W3C Uniquitous Web DomainXSL

The Extensible Stylesheet Language Family (XSL)

Introduction

XSLT and XSL-FO are W3C Recommendations for defining XML document transformation and presentation. Use XSLT to transform documents into XSL-FO for printing or viewing; you can also use XSLT as a general XML-aware programming and transformation language, and you can use XSL-FO directly without XSLT.

A typical application might be taking groups of XML documents to PDF:
[diagram: XML documents are transformed with XSLT to XSL-FO instances, which are then rendered to PDF]

XSL Transformations: XSLT

XSL Transformations (XSLT 2.0) is a language for transforming XML documents into other XML documents, text documents or HTML documents. You might want to format a chapter of a book using XSL-FO, or you might want to take a database query and format it as HTML.

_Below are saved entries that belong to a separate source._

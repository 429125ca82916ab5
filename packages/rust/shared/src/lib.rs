//! Shared types, error model, and configuration for Further.
//!
//! This crate is the foundation depended on by all other Further crates.
//! It provides:
//! - [`FurtherError`]: the unified error type
//! - Catalog types ([`DiscoveryBook`], [`BookFormatLink`], [`DiscoveryResponse`], [`Source`])
//! - Configuration ([`AppConfig`], config loading and env overrides)
//! - Library path sandboxing ([`resolve_under_root`])

pub mod config;
pub mod error;
pub mod paths;
pub mod types;

// Re-export public API at crate root for ergonomic imports.
pub use config::{
    AppConfig, CatalogConfig, LibraryConfig, ServerConfig, config_dir, config_file_path,
    init_config, load_config, load_config_from,
};
pub use error::{FurtherError, ProcessingKind, Result};
pub use paths::resolve_under_root;
pub use types::{
    BookFormatLink, DiscoveryBatch, DiscoveryBook, DiscoveryResponse, Source, utc_timestamp,
};
//! Coerce-or-default deserializers for loosely typed catalog payloads.
//!
//! Catalog records are decoded field by field; a field with an unexpected
//! shape degrades to its default instead of failing the whole response.

use serde::de::DeserializeOwned;
use serde::{Deserialize, Deserializer};
use serde_json::Value;
use tracing::warn;

/// Any shape: decode as `T` or fall back to `T::default()`.
pub(crate) fn or_default<'de, D, T>(deserializer: D) -> Result<T, D::Error>
where
    D: Deserializer<'de>,
    T: DeserializeOwned + Default,
{
    let value = Value::deserialize(deserializer)?;
    Ok(T::deserialize(value).unwrap_or_default())
}

/// A list of records where undecodable items are dropped with a warning.
pub(crate) fn items<'de, D, T>(deserializer: D) -> Result<Vec<T>, D::Error>
where
    D: Deserializer<'de>,
    T: DeserializeOwned,
{
    let Value::Array(values) = Value::deserialize(deserializer)? else {
        return Ok(Vec::new());
    };
    Ok(values
        .into_iter()
        .filter_map(|v| match T::deserialize(v) {
            Ok(item) => Some(item),
            Err(e) => {
                warn!(error = %e, "skipping malformed catalog record");
                None
            }
        })
        .collect())
}

/// String, number, or list → the first scalar as a string.
pub(crate) fn first_string<'de, D>(deserializer: D) -> Result<Option<String>, D::Error>
where
    D: Deserializer<'de>,
{
    Ok(scalar_string(Value::deserialize(deserializer)?))
}

/// Trimmed string; blank becomes `None`.
pub(crate) fn trimmed_string<'de, D>(deserializer: D) -> Result<Option<String>, D::Error>
where
    D: Deserializer<'de>,
{
    Ok(scalar_string(Value::deserialize(deserializer)?)
        .map(|s| s.trim().to_string())
        .filter(|s| !s.is_empty()))
}

/// A list of strings, or a single string as a one-element list.
/// Non-string members are skipped.
pub(crate) fn string_list<'de, D>(deserializer: D) -> Result<Vec<String>, D::Error>
where
    D: Deserializer<'de>,
{
    Ok(match Value::deserialize(deserializer)? {
        Value::Array(values) => values
            .into_iter()
            .filter_map(|v| match v {
                Value::String(s) if !s.is_empty() => Some(s),
                _ => None,
            })
            .collect(),
        Value::String(s) if !s.is_empty() => vec![s],
        _ => Vec::new(),
    })
}

/// Integer, or a numeric string.
pub(crate) fn integer<'de, D>(deserializer: D) -> Result<Option<i64>, D::Error>
where
    D: Deserializer<'de>,
{
    Ok(match Value::deserialize(deserializer)? {
        Value::Number(n) => n.as_i64(),
        Value::String(s) => s.trim().parse().ok(),
        _ => None,
    })
}

/// A bare string or an Open Library text object (`{"type": ..., "value": ...}`).
pub(crate) fn text_value<'de, D>(deserializer: D) -> Result<Option<String>, D::Error>
where
    D: Deserializer<'de>,
{
    Ok(match Value::deserialize(deserializer)? {
        Value::String(s) => Some(s),
        Value::Object(map) => map.get("value").and_then(Value::as_str).map(str::to_string),
        _ => None,
    })
}

fn scalar_string(value: Value) -> Option<String> {
    match value {
        Value::String(s) => Some(s),
        Value::Number(n) => Some(n.to_string()),
        Value::Array(values) => values.into_iter().find_map(scalar_string),
        _ => None,
    }
}

#[cfg(test)]
mod tests {
    use serde::Deserialize;

    use super::*;

    #[derive(Debug, Default, Deserialize)]
    struct Record {
        #[serde(default, deserialize_with = "first_string")]
        name: Option<String>,
        #[serde(default, deserialize_with = "string_list")]
        tags: Vec<String>,
        #[serde(default, deserialize_with = "integer")]
        year: Option<i64>,
        #[serde(default, deserialize_with = "text_value")]
        bio: Option<String>,
        #[serde(default, deserialize_with = "trimmed_string")]
        title: Option<String>,
    }

    #[test]
    fn coerces_lists_and_scalars() {
        let record: Record = serde_json::from_value(serde_json::json!({
            "name": ["Mary Shelley", "M. W. Shelley"],
            "tags": "gothic",
            "year": "1818",
            "bio": {"type": "/type/text", "value": "English novelist."},
            "title": "  Frankenstein  ",
        }))
        .expect("decode");

        assert_eq!(record.name.as_deref(), Some("Mary Shelley"));
        assert_eq!(record.tags, vec!["gothic"]);
        assert_eq!(record.year, Some(1818));
        assert_eq!(record.bio.as_deref(), Some("English novelist."));
        assert_eq!(record.title.as_deref(), Some("Frankenstein"));
    }

    #[test]
    fn wrong_shapes_degrade_to_defaults() {
        let record: Record = serde_json::from_value(serde_json::json!({
            "name": {"nested": true},
            "tags": 42,
            "year": [1],
            "bio": 7,
            "title": "   ",
        }))
        .expect("decode");

        assert!(record.name.is_none());
        assert!(record.tags.is_empty());
        assert!(record.year.is_none());
        assert!(record.bio.is_none());
        assert!(record.title.is_none());
    }

    #[test]
    fn null_fields_are_absent() {
        let record: Record =
            serde_json::from_value(serde_json::json!({"name": null, "tags": null})).expect("decode");
        assert!(record.name.is_none());
        assert!(record.tags.is_empty());
    }
}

With XSLT 2.0, processors can operate not only on XML but on anything that can be made to look like XML: relational database tables, geographical information systems, file systems, anything from which your XSLT processor can build an XDM instance. In some cases an XSLT 2.0 processor might also be able to work directly from a database of XDM instances. This ability to operate on multiple input files in multiple formats, and to treat them all as if they were XML files, is very powerful. It is shared with XQuery, and with anything else using XPath 2.0:
[diagram: XSLT 2.0 Processor uses an XDM Builder to construct data model instances out of XML documents, XML databases and relational databases.]

Template-Driven Approach

XSLT uses a template-driven approach to transformations: you write a template that shows what happens to any given input element. For example, if you were formatting a letter to product HTML for the Web, you might have a template to match an underlined passage and make it come out in italics:

<template match="underline">
<i>
<apply-templates/>
</i>
</template>

Now suppose the input document contains the following fragment of XML:

I <underline>really</underline> love XSLT!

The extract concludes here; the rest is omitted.